Exercise requirements: In the entries below, find each line with the word "expected" and return it.

Content starts

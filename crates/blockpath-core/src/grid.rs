//! The [`Grid`] type — a 2D store of terrain [`Block`]s.
//!
//! Every coordinate in `[0, width) × [0, height)` holds exactly one block.
//! Accessors are bounds-checked and report [`GridError::OutOfBounds`] rather
//! than clamping.

use crate::error::GridError;
use crate::geom::{Point, Range};
use crate::terrain::Block;

/// A fixed-size 2D grid of terrain blocks, stored row-major.
#[derive(Debug, Clone, PartialEq, Eq)]
#[cfg_attr(
    feature = "serde",
    derive(serde::Serialize, serde::Deserialize),
    serde(try_from = "GridData", into = "GridData")
)]
pub struct Grid {
    cells: Vec<Block>,
    bounds: Range,
}

impl Grid {
    /// Create a new grid filled with [`Block::Air`]. Negative sizes are
    /// treated as zero.
    pub fn new(width: i32, height: i32) -> Self {
        let bounds = Range::new(0, 0, width.max(0), height.max(0));
        Self {
            cells: vec![Block::default(); bounds.len()],
            bounds,
        }
    }

    /// Build a grid from rows of block symbols (`.` air, `#` wall,
    /// `*` pathway). Blank lines and surrounding whitespace are ignored.
    pub fn parse(text: &str) -> Result<Self, GridError> {
        let rows: Vec<&str> = text
            .lines()
            .map(str::trim)
            .filter(|l| !l.is_empty())
            .collect();
        let width = rows.first().map_or(0, |r| r.chars().count());
        let mut cells = Vec::with_capacity(width * rows.len());
        for (y, row) in rows.iter().enumerate() {
            let found = row.chars().count();
            if found != width {
                return Err(GridError::InconsistentSize {
                    row: y,
                    expected: width,
                    found,
                });
            }
            for (x, ch) in row.chars().enumerate() {
                let pos = Point::new(x as i32, y as i32);
                cells.push(Block::from_symbol(ch).ok_or(GridError::InvalidSymbol { ch, pos })?);
            }
        }
        Ok(Self {
            cells,
            bounds: Range::new(0, 0, width as i32, rows.len() as i32),
        })
    }

    /// The bounding range `[0, width) × [0, height)`.
    #[inline]
    pub fn bounds(&self) -> Range {
        self.bounds
    }

    /// Width.
    #[inline]
    pub fn width(&self) -> i32 {
        self.bounds.width()
    }

    /// Height.
    #[inline]
    pub fn height(&self) -> i32 {
        self.bounds.height()
    }

    /// Whether `p` is inside the grid.
    #[inline]
    pub fn contains(&self, p: Point) -> bool {
        self.bounds.contains(p)
    }

    #[inline]
    fn index(&self, p: Point) -> Result<usize, GridError> {
        self.bounds.index_of(p).ok_or(GridError::OutOfBounds {
            pos: p,
            bounds: self.bounds,
        })
    }

    /// The block at `p`.
    pub fn get(&self, p: Point) -> Result<Block, GridError> {
        let i = self.index(p)?;
        Ok(self.cells[i])
    }

    /// Overwrite the block at `p`.
    pub fn set(&mut self, p: Point, block: Block) -> Result<(), GridError> {
        let i = self.index(p)?;
        self.cells[i] = block;
        Ok(())
    }

    /// Whether the block at `p` can be walked on.
    #[inline]
    pub fn is_walkable(&self, p: Point) -> Result<bool, GridError> {
        Ok(!self.get(p)?.collidable())
    }

    /// Fill every cell with `block`.
    pub fn fill(&mut self, block: Block) {
        self.cells.fill(block);
    }

    /// Number of cells holding `block`.
    pub fn count(&self, block: Block) -> usize {
        self.cells.iter().filter(|&&b| b == block).count()
    }

    /// Row-major iterator over `(Point, Block)` pairs.
    pub fn iter(&self) -> impl Iterator<Item = (Point, Block)> + '_ {
        self.bounds.iter().zip(self.cells.iter().copied())
    }

    /// Iterator over rows, top to bottom.
    pub fn rows(&self) -> impl Iterator<Item = &[Block]> + '_ {
        self.cells.chunks(self.width().max(1) as usize)
    }
}

#[cfg(feature = "serde")]
#[derive(serde::Serialize, serde::Deserialize)]
struct GridData {
    width: i32,
    height: i32,
    cells: Vec<Block>,
}

#[cfg(feature = "serde")]
impl From<Grid> for GridData {
    fn from(g: Grid) -> Self {
        Self {
            width: g.width(),
            height: g.height(),
            cells: g.cells,
        }
    }
}

#[cfg(feature = "serde")]
impl TryFrom<GridData> for Grid {
    type Error = GridError;

    fn try_from(data: GridData) -> Result<Self, GridError> {
        let bounds = Range::new(0, 0, data.width.max(0), data.height.max(0));
        if data.cells.len() != bounds.len() {
            return Err(GridError::InconsistentSize {
                row: 0,
                expected: bounds.len(),
                found: data.cells.len(),
            });
        }
        Ok(Self {
            cells: data.cells,
            bounds,
        })
    }
}
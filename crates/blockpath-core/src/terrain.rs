//! Terrain blocks and their capabilities.

/// The kind of terrain occupying a single grid cell.
///
/// Collidability is the only property path searches read; the glyph and
/// symbol exist for the code that draws or parses maps.
#[derive(Copy, Clone, Debug, Default, PartialEq, Eq, Hash)]
#[cfg_attr(feature = "serde", derive(serde::Serialize, serde::Deserialize))]
pub enum Block {
    /// Open ground.
    #[default]
    Air,
    /// Impassable terrain.
    Wall,
    /// Open ground marked as part of a drawn path.
    Pathway,
}

impl Block {
    /// Every block kind, ordered by [`id`](Block::id).
    pub const ALL: [Block; 3] = [Block::Air, Block::Wall, Block::Pathway];

    /// Stable numeric identifier.
    #[inline]
    pub const fn id(self) -> u8 {
        match self {
            Block::Air => 0,
            Block::Wall => 1,
            Block::Pathway => 2,
        }
    }

    /// Whether this block stops movement.
    #[inline]
    pub const fn collidable(self) -> bool {
        matches!(self, Block::Wall)
    }

    /// Display glyph.
    pub const fn glyph(self) -> char {
        match self {
            Block::Air => '⬜',
            Block::Wall => '🟥',
            Block::Pathway => '🟢',
        }
    }

    /// ASCII symbol used by text maps.
    pub const fn symbol(self) -> char {
        match self {
            Block::Air => '.',
            Block::Wall => '#',
            Block::Pathway => '*',
        }
    }

    /// Parse an ASCII map symbol.
    pub fn from_symbol(ch: char) -> Option<Block> {
        Block::ALL.into_iter().find(|b| b.symbol() == ch)
    }
}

Content ends

Completed exercise:
                    expected: width,
                expected: bounds.len(),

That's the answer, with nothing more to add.